项目作者: NathanBrunet
项目描述 :
Projet de 1A à l'ENSAM visant au développement d'un algorithme de prédiction des mots sous Python, via l'utilisation de la plateforme TensorFlow et du groupe de modèles Word2Vec.
高级语言: Python
项目地址: git://github.com/NathanBrunet/Algorithme-de-prediction-des-mots---Projet-IA.git
Word Prediction Model using Neural Networks and Word Embeddings
This project implements a simple neural network model for word prediction based on the context of a given word in a text corpus. Inspired by the principles of the Word2Vec algorithm, the model learns word embeddings that capture the semantic relationships between words based on their neighboring words in a given text.
Project Overview
The goal of this project is to build a word prediction model that can predict neighboring words based on a word input. The model learns the contextual relationships of words from an input text by encoding words into one-hot vectors and training a neural network to predict words in proximity. The neural network is trained to create 2-dimensional word embeddings which can later be used to measure distances and similarities between words.
Key Features
- One-hot encoding of input and neighboring words.
- Neural network architecture with an embedding layer and softmax output.
- Training using gradient descent to learn word embeddings.
- Prediction of context words based on distance between embeddings.
- Customizable window size around a target word to select context words.
How It Works
Data Preparation:
- The input text is tokenized into individual words, and unique words are mapped to integers.
- Pairs of words within a fixed context window are generated for training (word, context-word).
Model:
- A simple neural network with one hidden layer is used to learn 2-dimensional word embeddings.

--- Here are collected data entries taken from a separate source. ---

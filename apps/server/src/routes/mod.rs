use actix_web::web::ServiceConfig;

pub mod api;
pub mod health;

/// Register every route of the server
pub fn routes(cfg: &mut ServiceConfig) {
    health::routes(cfg);
    api::routes(cfg);
}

- The network is trained using gradient descent to minimize the error between the predicted and actual neighboring words.
Prediction:
- After training, the model can predict the most probable neighbors of a word by calculating the Euclidean distance between embeddings.
Future Improvements
- Use larger embedding dimensions for more accurate word predictions.
- Implement additional optimization techniques like Negative Sampling or Hierarchical Softmax.
- Train the model on a larger and more diverse corpus of text.
- Integrate pre-trained embeddings like Word2Vec, GloVe, or FastText.